Sep 04, 2012 at 7:41 pm
Crunching on other matters all day and didn’t get have a chance to get into this question that’s dominating the campaign news as to whether you’re better off than you were four years ago. Many useful things to read: here, here, and here.
I’ll leave the politics to others. Let me just say a few words about the substance. I’ve consistently stressed that when it comes to how people shape their opinions about the economy, the direction of economic variables often matters even more than the levels. Sure, an incumbent would be better off running on a low level of unemployment, but a high level doesn’t disqualify him if the trend is his friend.
In this regard, the R’s who think they’ve got a gotcha with the old Reagan question may find less traction than they’d hoped for. They’ve also raised Jimmy Carter’s economy as a comparison to the current one, and that actually provides a good example of what I and the other links above are talking about.
What the R’s are missing here, and it’s really pretty obvious, is that there’s a huge difference between sailing into a storm and sailing out of a storm. Jimmy Carter was heading into a deep recession; Barack Obama is heading out of (a much deeper) one.

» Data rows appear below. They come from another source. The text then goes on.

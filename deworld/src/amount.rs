//! Fixed-precision rendering of on-chain integer amounts.
//!
//! Token contracts report balances and prices in their smallest unit. The
//! helpers here divide by `10^decimals` and render a fixed number of
//! fractional digits using exact [`U256`] arithmetic, rounding half away
//! from zero, so no floating-point error leaks into displayed values.

use alloy_primitives::U256;

/// Fractional digits used for balances shown inline (e.g. `"100.00 mUSDT"`).
pub const INLINE_PRECISION: u8 = 2;

/// Fractional digits used in balance-comparison tables.
pub const TABLE_PRECISION: u8 = 6;

/// Errors produced by amount arithmetic.
#[derive(Debug, Clone, Copy, PartialEq, Eq, thiserror::Error)]
pub enum AmountError {
    /// `price × quantity` does not fit in 256 bits.
    #[error("amount overflow: {price} x {quantity}")]
    Overflow {
        /// Unit price in the token's smallest unit.
        price: U256,
        /// Requested quantity.
        quantity: u64,
    },
}

/// Returns `10^exp`, saturating at [`U256::MAX`].
fn pow10(exp: u8) -> U256 {
    U256::from(10u64).saturating_pow(U256::from(exp))
}

/// Renders `raw / 10^decimals` with exactly `precision` fractional digits.
///
/// ```rust
/// use alloy_primitives::U256;
/// use deworld::amount::format_units_fixed;
///
/// assert_eq!(format_units_fixed(U256::from(1_234_560u64), 6, 2), "1.23");
/// assert_eq!(format_units_fixed(U256::from(5u64), 0, 2), "5.00");
/// ```
#[must_use]
pub fn format_units_fixed(raw: U256, decimals: u8, precision: u8) -> String {
    let scaled = if precision >= decimals {
        raw.saturating_mul(pow10(precision - decimals))
    } else {
        let divisor = pow10(decimals - precision);
        let quotient = raw / divisor;
        if raw % divisor >= divisor / U256::from(2u64) {
            quotient + U256::from(1u64)
        } else {
            quotient
        }
    };

    if precision == 0 {
        return scaled.to_string();
    }

    let unit = pow10(precision);
    let whole = scaled / unit;
    let fraction = (scaled % unit).to_string();
    format!(
        "{whole}.{fraction:0>width$}",
        width = usize::from(precision)
    )
}

/// Computes `price × quantity`, the allowance a purchase must grant.
///
/// # Errors
///
/// Returns [`AmountError::Overflow`] if the product exceeds 256 bits.
pub fn checked_total(price: U256, quantity: u64) -> Result<U256, AmountError> {
    price
        .checked_mul(U256::from(quantity))
        .ok_or(AmountError::Overflow { price, quantity })
}

#[cfg(test)]
mod tests {
    use super::*;

    #[test]
    fn test_format_two_places() {
        assert_eq!(format_units_fixed(U256::from(1_234_560u64), 6, 2), "1.23");
    }

    #[test]
    fn test_format_rounds_half_up() {
        assert_eq!(format_units_fixed(U256::from(1_235_000u64), 6, 2), "1.24");
        assert_eq!(format_units_fixed(U256::from(1_234_999u64), 6, 2), "1.23");
    }

    #[test]
    fn test_format_pads_fraction() {
        assert_eq!(format_units_fixed(U256::from(100_000_000u64), 6, 2), "100.00");
        assert_eq!(format_units_fixed(U256::from(90_000_000u64), 6, 6), "90.000000");
        assert_eq!(format_units_fixed(U256::from(10_000u64), 6, 6), "0.010000");
    }

    #[test]
    fn test_format_zero() {
        assert_eq!(format_units_fixed(U256::ZERO, 18, 6), "0.000000");
        assert_eq!(format_units_fixed(U256::ZERO, 6, 0), "0");
    }

    #[test]
    fn test_format_native_units() {
        // 1.5 ETH in wei
        let wei = U256::from(1_500_000_000_000_000_000u128);
        assert_eq!(format_units_fixed(wei, 18, 6), "1.500000");
    }

    #[test]
    fn test_format_rounding_carries_into_whole() {
        assert_eq!(format_units_fixed(U256::from(1_999_999u64), 6, 2), "2.00");
    }

    #[test]
    fn test_checked_total() {
        assert_eq!(
            checked_total(U256::from(10_000_000u64), 3).unwrap(),
            U256::from(30_000_000u64)
        );
        assert!(matches!(
            checked_total(U256::MAX, 2),
            Err(AmountError::Overflow { quantity: 2, .. })
        ));
    }
}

I run through the gamut of variables here, and OTE regulars know I’m not an alarmist, but four years ago GDP and employment were collapsing, unemployment was spiking, the housing market was steadily worsening, credit markets were frozen, and 2/3 of the auto industry was on the verge of liquidation. Trends you wanted to be going up were cliff-diving and visa-versa.
Most of those trends have reversed. First derivatives—rates of change—that were negative have turned positive. Not positive enough, for sure. We need to see things not just moving in the right direction, but moving there faster (we want our 2nd derivatives to be positive as well, i.e., accelerating rates of change). And not all variables are moving together. While income losses have slowed, they have yet to convincingly reverse (i.e., there’s reversal in the aggregate—as shown below in real disposable per capita income—but not at the median).
But to pine for a return to the period when the economic meltdown was getting white hot—well, for the life of me I can’t imagine why anyone would want to go back there.